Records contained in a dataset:
○ ○ ○

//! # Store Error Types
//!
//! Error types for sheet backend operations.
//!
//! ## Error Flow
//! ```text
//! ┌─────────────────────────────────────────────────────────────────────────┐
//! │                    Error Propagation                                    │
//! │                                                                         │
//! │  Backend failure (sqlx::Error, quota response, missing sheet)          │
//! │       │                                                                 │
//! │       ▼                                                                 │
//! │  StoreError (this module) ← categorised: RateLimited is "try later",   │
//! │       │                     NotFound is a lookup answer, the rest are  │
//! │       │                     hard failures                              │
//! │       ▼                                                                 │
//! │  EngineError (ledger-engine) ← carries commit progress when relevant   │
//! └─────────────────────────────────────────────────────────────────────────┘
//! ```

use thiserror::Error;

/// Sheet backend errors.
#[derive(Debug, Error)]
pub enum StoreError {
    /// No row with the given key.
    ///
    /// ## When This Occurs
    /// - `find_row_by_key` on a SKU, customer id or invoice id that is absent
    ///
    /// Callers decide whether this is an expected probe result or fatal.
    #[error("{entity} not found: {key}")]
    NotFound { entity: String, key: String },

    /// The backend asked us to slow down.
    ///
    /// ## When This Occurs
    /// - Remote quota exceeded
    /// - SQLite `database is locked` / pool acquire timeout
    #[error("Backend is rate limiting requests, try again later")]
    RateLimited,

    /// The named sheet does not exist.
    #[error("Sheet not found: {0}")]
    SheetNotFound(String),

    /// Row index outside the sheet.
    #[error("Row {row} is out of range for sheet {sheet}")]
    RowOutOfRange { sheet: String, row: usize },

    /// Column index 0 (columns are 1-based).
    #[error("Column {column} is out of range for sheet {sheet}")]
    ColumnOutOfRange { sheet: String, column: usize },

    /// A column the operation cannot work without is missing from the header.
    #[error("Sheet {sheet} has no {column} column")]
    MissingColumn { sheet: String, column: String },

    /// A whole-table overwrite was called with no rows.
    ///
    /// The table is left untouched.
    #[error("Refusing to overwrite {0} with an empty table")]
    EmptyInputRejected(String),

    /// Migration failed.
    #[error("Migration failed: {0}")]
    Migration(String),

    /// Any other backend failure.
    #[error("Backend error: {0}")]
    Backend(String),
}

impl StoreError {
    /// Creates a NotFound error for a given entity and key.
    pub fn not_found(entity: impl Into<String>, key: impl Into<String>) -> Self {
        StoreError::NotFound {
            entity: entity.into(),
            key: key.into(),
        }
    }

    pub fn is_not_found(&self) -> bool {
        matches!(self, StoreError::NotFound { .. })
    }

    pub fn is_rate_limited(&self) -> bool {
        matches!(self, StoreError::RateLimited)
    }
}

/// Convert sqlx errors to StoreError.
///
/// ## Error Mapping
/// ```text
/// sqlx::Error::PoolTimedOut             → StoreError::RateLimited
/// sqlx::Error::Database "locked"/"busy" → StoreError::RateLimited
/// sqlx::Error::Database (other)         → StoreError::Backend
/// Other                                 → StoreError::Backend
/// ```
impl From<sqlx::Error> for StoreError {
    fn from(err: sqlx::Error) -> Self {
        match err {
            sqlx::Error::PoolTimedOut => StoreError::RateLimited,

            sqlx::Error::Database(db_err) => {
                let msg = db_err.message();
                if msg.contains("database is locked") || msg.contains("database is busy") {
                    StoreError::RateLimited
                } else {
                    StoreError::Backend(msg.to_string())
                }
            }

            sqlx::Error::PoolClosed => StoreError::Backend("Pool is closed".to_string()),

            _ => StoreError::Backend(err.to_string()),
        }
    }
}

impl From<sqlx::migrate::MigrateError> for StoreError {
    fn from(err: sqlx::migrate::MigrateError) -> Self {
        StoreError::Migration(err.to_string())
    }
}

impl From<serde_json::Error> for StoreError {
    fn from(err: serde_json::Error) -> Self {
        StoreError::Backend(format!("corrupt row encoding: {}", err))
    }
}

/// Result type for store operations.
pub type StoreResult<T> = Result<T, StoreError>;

○ ○ ○

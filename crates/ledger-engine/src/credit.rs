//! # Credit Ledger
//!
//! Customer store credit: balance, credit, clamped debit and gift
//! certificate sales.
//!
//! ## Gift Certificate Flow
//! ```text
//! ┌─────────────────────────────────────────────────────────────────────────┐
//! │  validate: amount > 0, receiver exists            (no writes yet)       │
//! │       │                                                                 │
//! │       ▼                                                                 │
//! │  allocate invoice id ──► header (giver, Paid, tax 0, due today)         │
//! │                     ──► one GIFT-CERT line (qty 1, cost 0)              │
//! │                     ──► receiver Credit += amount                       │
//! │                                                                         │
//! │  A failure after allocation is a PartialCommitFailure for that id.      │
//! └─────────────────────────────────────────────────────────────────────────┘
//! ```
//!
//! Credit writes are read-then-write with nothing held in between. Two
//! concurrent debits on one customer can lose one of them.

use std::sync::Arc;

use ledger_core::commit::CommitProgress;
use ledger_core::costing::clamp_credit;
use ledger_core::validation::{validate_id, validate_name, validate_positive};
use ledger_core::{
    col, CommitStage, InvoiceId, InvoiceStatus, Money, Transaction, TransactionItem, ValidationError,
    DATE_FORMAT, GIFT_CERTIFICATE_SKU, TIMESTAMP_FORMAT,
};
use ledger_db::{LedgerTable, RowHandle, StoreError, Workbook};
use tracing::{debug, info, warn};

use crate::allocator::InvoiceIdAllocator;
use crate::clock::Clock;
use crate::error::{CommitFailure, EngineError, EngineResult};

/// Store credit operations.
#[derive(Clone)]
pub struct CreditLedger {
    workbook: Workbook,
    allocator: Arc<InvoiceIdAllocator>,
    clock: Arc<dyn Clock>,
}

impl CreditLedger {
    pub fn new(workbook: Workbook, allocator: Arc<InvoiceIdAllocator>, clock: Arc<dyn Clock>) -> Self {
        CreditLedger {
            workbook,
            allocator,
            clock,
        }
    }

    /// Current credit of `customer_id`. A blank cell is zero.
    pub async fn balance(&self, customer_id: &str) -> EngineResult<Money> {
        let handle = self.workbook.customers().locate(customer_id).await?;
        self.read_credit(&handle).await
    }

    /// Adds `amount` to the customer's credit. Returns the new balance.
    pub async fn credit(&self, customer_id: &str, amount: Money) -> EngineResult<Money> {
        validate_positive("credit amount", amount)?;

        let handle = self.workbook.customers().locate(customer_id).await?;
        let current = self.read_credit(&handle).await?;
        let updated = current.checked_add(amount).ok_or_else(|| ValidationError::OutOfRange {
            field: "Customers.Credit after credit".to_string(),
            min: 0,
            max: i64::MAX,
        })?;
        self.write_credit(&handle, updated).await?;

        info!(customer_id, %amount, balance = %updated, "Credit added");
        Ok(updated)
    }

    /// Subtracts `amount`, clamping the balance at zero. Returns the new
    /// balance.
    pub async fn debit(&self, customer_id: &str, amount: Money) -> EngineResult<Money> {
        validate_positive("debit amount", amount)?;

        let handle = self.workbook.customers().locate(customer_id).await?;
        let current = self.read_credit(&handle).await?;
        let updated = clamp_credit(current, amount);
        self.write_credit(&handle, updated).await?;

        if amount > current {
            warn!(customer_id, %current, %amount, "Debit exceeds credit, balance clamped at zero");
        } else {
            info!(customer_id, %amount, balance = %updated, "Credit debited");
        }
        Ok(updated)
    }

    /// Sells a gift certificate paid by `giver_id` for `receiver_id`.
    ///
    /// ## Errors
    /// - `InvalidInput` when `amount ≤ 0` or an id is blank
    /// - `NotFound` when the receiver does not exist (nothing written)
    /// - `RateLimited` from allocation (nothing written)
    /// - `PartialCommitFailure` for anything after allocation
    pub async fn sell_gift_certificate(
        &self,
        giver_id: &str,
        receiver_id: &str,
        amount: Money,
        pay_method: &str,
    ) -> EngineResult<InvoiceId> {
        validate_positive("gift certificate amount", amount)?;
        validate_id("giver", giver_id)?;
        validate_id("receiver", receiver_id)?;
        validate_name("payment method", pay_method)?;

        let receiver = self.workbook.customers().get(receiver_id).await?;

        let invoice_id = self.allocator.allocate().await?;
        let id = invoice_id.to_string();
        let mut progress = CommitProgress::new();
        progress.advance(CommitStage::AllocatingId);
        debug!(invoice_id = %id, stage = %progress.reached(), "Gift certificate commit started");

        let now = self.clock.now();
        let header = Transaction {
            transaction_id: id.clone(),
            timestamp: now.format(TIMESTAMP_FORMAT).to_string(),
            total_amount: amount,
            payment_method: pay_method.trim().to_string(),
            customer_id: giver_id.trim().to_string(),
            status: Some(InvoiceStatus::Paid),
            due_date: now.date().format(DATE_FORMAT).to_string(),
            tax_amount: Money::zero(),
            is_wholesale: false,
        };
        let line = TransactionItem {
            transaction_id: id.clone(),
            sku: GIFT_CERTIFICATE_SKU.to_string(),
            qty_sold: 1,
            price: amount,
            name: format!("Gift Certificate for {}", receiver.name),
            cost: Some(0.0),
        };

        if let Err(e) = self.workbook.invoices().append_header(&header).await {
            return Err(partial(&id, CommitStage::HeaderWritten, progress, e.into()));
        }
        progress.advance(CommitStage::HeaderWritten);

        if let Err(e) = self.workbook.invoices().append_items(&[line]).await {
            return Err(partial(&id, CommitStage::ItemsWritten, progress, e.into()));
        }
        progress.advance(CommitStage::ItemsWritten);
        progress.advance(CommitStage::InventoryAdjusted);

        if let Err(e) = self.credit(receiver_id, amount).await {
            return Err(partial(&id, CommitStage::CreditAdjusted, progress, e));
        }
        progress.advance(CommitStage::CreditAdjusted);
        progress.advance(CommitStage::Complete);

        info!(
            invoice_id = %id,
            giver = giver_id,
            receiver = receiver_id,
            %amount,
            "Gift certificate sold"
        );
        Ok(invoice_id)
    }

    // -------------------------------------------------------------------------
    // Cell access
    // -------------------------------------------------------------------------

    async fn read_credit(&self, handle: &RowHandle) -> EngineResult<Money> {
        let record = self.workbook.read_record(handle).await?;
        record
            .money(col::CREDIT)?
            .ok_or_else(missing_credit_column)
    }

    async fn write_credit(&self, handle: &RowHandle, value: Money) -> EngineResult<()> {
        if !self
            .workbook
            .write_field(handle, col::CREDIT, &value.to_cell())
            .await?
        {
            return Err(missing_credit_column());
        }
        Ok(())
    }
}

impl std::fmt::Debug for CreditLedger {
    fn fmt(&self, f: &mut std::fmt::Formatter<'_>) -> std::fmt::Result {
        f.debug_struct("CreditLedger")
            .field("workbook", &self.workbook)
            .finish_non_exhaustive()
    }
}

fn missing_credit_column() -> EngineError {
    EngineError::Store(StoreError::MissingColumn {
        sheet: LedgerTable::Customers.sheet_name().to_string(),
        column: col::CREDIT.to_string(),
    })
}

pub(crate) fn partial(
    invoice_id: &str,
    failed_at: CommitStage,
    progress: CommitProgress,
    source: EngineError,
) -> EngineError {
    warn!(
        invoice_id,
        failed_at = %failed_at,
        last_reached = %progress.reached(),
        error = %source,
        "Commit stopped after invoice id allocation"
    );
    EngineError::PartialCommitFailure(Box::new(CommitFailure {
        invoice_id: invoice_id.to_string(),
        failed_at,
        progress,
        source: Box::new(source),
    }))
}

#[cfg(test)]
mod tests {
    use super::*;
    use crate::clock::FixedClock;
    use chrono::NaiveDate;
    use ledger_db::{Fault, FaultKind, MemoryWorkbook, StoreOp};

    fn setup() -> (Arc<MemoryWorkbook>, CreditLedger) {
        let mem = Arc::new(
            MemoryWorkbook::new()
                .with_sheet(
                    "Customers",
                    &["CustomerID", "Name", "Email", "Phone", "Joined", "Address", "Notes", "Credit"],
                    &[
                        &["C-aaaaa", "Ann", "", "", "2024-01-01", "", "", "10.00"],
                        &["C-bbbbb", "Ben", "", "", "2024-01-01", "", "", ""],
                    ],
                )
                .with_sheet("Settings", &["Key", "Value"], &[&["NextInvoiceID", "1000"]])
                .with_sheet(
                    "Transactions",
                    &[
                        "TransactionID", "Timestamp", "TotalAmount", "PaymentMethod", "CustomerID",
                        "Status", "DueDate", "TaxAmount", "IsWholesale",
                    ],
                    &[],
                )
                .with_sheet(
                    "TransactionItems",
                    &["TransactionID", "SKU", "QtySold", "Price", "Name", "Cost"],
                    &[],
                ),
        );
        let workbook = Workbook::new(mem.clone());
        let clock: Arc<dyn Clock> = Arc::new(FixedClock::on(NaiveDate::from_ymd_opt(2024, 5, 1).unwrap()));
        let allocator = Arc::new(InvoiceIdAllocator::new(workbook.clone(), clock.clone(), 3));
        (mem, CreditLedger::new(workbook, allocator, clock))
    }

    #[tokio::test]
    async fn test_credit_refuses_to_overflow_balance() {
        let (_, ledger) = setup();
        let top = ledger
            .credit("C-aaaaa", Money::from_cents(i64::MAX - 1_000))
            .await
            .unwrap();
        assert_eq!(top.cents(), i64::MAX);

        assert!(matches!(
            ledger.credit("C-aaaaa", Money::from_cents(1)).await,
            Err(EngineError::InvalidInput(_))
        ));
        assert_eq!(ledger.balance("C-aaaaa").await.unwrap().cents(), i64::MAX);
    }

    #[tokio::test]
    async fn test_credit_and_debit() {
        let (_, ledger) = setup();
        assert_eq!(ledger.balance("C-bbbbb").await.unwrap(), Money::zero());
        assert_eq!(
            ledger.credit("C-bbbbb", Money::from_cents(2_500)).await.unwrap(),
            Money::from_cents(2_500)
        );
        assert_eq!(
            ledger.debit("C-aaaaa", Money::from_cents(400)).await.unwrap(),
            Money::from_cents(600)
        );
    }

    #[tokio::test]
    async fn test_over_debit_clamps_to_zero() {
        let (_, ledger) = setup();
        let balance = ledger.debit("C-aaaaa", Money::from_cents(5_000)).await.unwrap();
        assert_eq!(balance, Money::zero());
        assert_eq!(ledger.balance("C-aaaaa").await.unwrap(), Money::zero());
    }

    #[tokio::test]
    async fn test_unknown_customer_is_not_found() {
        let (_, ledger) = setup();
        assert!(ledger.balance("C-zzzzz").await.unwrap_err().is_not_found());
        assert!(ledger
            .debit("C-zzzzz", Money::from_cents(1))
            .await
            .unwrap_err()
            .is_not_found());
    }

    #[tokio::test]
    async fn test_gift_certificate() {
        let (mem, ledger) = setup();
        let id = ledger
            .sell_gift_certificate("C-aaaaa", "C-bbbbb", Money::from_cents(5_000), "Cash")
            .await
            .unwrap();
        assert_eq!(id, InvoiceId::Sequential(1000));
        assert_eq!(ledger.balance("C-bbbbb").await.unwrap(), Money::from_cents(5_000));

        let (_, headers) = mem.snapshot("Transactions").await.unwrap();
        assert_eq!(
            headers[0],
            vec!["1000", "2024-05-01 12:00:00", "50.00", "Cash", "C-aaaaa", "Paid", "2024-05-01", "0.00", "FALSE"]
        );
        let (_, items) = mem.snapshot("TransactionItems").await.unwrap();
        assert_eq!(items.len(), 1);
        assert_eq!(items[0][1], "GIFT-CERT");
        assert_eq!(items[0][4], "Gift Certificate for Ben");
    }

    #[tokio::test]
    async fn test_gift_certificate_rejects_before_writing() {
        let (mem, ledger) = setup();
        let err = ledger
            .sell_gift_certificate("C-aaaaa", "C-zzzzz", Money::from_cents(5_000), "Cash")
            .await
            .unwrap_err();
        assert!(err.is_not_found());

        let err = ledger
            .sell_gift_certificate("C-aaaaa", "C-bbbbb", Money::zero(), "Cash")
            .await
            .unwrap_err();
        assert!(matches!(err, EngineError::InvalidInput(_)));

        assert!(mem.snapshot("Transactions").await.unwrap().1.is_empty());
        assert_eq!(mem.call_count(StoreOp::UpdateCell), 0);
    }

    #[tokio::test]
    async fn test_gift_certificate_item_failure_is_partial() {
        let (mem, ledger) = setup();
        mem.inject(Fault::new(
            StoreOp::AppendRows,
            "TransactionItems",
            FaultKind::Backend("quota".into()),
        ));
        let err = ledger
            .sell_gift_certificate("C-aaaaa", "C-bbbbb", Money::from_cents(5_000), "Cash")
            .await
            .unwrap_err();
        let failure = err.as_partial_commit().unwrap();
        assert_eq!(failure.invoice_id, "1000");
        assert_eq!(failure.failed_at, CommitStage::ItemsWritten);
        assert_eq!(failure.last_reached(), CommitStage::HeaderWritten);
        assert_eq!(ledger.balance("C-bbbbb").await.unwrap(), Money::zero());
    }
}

○ ○ ○

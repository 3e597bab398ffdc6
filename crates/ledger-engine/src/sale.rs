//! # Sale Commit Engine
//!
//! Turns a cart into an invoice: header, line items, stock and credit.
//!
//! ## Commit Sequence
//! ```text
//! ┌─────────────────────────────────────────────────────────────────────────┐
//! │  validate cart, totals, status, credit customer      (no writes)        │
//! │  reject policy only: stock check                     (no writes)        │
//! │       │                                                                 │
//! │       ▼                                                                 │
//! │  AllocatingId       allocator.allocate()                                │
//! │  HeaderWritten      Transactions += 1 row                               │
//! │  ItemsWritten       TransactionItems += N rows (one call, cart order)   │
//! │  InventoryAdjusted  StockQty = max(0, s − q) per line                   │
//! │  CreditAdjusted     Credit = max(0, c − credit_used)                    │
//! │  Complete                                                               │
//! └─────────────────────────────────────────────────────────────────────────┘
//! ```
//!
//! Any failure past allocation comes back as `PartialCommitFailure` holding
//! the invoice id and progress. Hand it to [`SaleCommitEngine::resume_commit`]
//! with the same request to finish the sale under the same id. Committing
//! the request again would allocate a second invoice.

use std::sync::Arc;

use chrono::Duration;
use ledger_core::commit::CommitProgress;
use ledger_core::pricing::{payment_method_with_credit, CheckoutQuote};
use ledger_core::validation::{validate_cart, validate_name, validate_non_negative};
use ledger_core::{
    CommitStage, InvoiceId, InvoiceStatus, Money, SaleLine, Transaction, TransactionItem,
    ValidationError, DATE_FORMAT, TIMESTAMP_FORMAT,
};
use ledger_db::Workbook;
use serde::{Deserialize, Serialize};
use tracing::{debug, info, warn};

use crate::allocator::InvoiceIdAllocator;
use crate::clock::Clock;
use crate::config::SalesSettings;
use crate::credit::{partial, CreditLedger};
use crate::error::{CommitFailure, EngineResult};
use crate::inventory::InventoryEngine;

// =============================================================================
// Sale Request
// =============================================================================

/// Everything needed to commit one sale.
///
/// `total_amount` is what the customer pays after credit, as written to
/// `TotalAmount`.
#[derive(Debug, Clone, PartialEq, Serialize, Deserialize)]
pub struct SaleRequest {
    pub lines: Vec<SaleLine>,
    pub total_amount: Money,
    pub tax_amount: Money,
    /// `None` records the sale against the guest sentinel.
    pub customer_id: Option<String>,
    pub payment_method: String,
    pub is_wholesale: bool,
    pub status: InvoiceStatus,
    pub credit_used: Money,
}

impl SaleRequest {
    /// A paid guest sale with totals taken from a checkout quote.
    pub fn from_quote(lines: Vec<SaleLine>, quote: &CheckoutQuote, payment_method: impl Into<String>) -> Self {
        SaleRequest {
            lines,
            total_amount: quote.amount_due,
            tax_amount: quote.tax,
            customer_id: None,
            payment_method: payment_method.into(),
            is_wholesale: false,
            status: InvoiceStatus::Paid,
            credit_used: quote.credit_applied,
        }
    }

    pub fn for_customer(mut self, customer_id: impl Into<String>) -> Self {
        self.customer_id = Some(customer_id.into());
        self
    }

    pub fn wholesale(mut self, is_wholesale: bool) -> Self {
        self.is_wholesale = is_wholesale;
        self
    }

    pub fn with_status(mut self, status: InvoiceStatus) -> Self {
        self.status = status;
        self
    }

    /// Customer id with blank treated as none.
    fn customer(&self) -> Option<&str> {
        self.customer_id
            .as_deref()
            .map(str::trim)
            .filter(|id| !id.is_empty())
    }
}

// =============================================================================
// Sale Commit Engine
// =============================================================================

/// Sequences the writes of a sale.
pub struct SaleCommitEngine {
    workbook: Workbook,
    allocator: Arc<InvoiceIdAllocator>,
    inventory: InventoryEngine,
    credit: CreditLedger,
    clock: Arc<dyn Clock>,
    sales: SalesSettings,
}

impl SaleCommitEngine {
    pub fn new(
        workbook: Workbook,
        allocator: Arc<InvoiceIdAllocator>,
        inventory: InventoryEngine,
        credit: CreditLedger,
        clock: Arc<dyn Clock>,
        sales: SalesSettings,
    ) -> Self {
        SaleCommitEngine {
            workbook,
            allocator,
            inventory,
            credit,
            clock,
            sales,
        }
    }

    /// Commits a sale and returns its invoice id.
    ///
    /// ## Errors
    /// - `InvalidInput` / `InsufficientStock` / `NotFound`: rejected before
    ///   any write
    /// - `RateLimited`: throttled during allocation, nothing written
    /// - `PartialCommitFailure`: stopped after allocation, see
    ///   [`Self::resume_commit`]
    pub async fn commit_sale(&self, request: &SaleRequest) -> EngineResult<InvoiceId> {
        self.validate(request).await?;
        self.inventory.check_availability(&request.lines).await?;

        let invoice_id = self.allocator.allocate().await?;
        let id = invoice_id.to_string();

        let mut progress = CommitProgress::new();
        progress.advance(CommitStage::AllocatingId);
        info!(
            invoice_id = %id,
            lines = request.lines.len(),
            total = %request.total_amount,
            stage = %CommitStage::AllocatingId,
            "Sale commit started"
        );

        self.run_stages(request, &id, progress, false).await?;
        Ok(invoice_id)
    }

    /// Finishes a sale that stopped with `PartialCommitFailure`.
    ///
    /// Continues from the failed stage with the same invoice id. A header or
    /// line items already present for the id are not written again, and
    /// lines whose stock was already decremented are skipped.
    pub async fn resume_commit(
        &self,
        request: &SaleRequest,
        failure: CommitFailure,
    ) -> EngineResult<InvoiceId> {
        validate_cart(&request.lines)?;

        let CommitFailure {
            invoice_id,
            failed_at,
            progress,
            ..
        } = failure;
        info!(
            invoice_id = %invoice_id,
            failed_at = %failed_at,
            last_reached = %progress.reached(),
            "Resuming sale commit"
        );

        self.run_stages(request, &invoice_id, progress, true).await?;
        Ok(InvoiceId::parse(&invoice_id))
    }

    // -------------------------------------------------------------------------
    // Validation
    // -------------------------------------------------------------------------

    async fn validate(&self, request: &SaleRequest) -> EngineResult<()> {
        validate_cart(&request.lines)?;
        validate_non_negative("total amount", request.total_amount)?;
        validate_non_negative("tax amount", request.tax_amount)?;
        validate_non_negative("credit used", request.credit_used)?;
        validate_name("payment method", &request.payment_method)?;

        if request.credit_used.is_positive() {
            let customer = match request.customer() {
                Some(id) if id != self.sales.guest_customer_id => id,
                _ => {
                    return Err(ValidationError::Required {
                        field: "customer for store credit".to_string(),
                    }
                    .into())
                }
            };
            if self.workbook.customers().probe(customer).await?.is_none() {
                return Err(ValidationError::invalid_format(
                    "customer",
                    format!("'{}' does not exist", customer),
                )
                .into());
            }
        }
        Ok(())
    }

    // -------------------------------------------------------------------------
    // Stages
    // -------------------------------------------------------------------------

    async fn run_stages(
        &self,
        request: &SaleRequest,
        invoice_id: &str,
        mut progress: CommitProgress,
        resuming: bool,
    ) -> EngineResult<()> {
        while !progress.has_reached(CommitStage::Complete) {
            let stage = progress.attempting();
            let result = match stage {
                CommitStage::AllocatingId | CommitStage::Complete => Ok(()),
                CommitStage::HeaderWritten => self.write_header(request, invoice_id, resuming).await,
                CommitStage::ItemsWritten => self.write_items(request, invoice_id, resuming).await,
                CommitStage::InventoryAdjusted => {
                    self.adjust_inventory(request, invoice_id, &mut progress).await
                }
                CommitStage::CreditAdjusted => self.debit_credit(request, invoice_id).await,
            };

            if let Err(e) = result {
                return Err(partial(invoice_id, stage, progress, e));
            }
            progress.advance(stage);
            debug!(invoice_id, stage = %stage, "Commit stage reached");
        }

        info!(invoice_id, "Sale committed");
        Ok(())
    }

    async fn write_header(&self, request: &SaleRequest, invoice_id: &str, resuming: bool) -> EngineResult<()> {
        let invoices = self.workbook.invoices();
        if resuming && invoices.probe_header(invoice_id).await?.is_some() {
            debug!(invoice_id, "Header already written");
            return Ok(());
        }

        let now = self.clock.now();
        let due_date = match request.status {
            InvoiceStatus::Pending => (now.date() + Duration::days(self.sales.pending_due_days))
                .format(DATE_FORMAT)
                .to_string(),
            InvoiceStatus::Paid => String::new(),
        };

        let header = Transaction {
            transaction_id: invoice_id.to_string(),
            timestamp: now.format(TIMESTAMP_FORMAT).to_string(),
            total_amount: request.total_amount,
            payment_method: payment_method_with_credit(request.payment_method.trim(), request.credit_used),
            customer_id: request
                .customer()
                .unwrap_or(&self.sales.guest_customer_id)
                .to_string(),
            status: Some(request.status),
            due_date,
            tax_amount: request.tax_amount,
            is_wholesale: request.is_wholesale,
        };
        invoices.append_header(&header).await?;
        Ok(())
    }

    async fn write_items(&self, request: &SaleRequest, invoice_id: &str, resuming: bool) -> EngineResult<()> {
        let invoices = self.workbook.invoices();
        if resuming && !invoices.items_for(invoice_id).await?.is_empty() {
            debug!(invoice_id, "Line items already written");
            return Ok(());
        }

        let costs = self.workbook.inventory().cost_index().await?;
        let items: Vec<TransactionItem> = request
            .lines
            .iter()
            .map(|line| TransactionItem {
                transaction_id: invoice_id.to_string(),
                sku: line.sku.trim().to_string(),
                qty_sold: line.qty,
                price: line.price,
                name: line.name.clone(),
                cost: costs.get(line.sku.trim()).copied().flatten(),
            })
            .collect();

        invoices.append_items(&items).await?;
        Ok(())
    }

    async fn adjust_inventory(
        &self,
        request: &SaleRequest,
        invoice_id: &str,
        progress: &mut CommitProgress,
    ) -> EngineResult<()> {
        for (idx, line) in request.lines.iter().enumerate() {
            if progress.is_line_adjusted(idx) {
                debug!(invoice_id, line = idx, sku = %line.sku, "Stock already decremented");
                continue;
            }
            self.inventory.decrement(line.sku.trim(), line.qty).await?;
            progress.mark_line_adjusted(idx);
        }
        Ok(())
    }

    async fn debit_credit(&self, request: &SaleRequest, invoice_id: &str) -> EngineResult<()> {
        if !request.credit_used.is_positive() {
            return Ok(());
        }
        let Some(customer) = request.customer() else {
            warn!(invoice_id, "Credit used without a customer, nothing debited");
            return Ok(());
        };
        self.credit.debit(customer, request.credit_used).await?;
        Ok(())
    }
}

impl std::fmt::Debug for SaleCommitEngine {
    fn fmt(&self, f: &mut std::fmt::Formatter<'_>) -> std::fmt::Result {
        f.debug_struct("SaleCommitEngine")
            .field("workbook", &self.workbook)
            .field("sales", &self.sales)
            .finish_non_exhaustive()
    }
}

○ ○ ○

*Your objective:*
When the word "MemoryWorkbook" shows up in a line of the entries, pull that line out.

*Response:*
    use ledger_db::{Fault, FaultKind, MemoryWorkbook, StoreOp};
    fn setup() -> (Arc<MemoryWorkbook>, CreditLedger) {
            MemoryWorkbook::new()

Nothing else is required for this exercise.